Um mês depois de abandonar Sobral de Monte Agraço rumo à
Cidade do Cabo, a «piquena» chegou!
Ao que parece, chegou pouco tempo depois. Mas os senhores da
Alfândega decidiram abrir a caixa… E tudo isto na segunda quinzena de Dezembro,
em que, para além das férias do Natal, há 4 feriados! Uns dias depois, enviam
uma carta a dar conta que a dita cuja ficou «presa» e que preciso de
contactá-los. Pelo telefone, dizem-me que posso ser considerada traficante caso
não apresente comprovativo de compra de tudo o que consta na encomenda.

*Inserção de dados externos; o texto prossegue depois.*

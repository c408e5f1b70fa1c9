use chrono::Utc;
use glucose_glance::timeline::DEFAULT_REFRESH_MINUTES;
use glucose_glance::{
    Config, FileLooperStore, GlanceEntry, ReplayDataSource, Timeline, TimelineProvider,
};
use std::process::ExitCode;
use std::sync::Arc;

fn render(entry: &GlanceEntry) {
    if entry.needs_reconfiguration() {
        println!("Looper not found, please reconfigure");
        return;
    }

    let name = entry.looper.as_ref().map(|l| l.name.as_str()).unwrap_or_default();
    match entry.glucose_value_text() {
        Some(value) => {
            let change = entry.glucose_change_text().unwrap_or_default();
            let arrow = entry.trend_arrow().unwrap_or_default();
            let age = entry.minutes_since_sample().unwrap_or_default();
            let stale = if entry.is_sample_stale() { " (stale)" } else { "" };
            println!(
                "{}: {} {} {} {} · {} min ago{}",
                name,
                value,
                entry.glucose_display_units.label(),
                arrow,
                change,
                age,
                stale
            );
        }
        None => println!("{}: no recent glucose", name),
    }
}

#[tokio::main]
async fn main() -> ExitCode {
    // Initialize logging
    env_logger::Builder::from_env(env_logger::Env::default().default_filter_or("info")).init();

    let config = match Config::load() {
        Ok(config) => config,
        Err(e) => {
            log::error!("{}", e);
            return ExitCode::FAILURE;
        }
    };

    let provider = TimelineProvider::new(
        Arc::new(FileLooperStore::new(&config.loopers_path)),
        Arc::new(ReplayDataSource::new(&config.samples_dir)),
    );

    for recommendation in provider.recommendations() {
        log::info!("Available looper: {} ({})", recommendation.name, recommendation.looper_id);
    }

    let configuration = config.widget_configuration();
    let mut current: Option<Timeline> = None;

    'cycles: loop {
        // Dropping the cycle future on ctrl-c abandons the fetch without output
        let cycle = tokio::select! {
            result = provider.timeline(&configuration) => result,
            _ = tokio::signal::ctrl_c() => {
                log::info!("Interrupted, abandoning refresh");
                break 'cycles;
            }
        };

        let refresh_at = match cycle {
            Ok(timeline) => {
                let refresh_at = timeline.policy.refresh_date();
                current = Some(timeline);
                refresh_at
            }
            Err(e) => {
                log::error!("{}", e);
                if !config.follow {
                    return ExitCode::FAILURE;
                }
                // Keep the previous timeline until a refresh succeeds
                Utc::now() + chrono::Duration::minutes(DEFAULT_REFRESH_MINUTES)
            }
        };

        // Step through the timeline's entries until the refresh comes due
        loop {
            let now = Utc::now();
            if let Some(entry) = current.as_ref().and_then(|t| t.entry_at(now)) {
                render(entry);
            }

            if !config.follow {
                break 'cycles;
            }
            if now >= refresh_at {
                break;
            }

            let next_tick = current
                .as_ref()
                .and_then(|t| t.next_entry_date_after(now))
                .map_or(refresh_at, |date| date.min(refresh_at));
            let wait = (next_tick - now).to_std().unwrap_or_default();
            log::debug!("Next redraw in {}s", wait.as_secs());

            tokio::select! {
                _ = tokio::time::sleep(wait) => {}
                _ = tokio::signal::ctrl_c() => {
                    log::info!("Interrupted, shutting down");
                    break 'cycles;
                }
            }
        }
    }

    ExitCode::SUCCESS
}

Seguindo os conselhos de uma pessoa mais velha, bati o pé e respondi: «Não lhe
arranjo qualquer carta de Portugal, nem vale a pena insistir. Posso, sim,
enviar recibos e cópia não certificada do passaporte. Mais nada.» Lá enviei a
papelada toda, sempre com um sorriso nos lábios e um pensamento presente: Quero ver de que serve a porcaria dos papéis
em português! Até podem ser falsos! Passam os dias e nada… Hoje telefonei
novamente e, depois de ter sido reencaminhada para a secção internacional,
recebo a bela notícia de que a encomenda já pode ser recolhida na estação de
correios do Howard Centre, mesmo em frente ao escritório. 13:30, 38 ºC e eu com
uma caixa de cartão cheia de fita autocolante nos braços.
Horas depois, já em casa, dediquei-me à exploração do
conteúdo da encomenda…
Está tudo comestível. Nunca pensei que bolo-rei e uma fatia de queijo de Nisa soubessem tão bem no pico do Verão! Obrigada, papá e mamã, pela bela surpresa que, acima de tudo, vinha embrulhada com muito amor e carinho!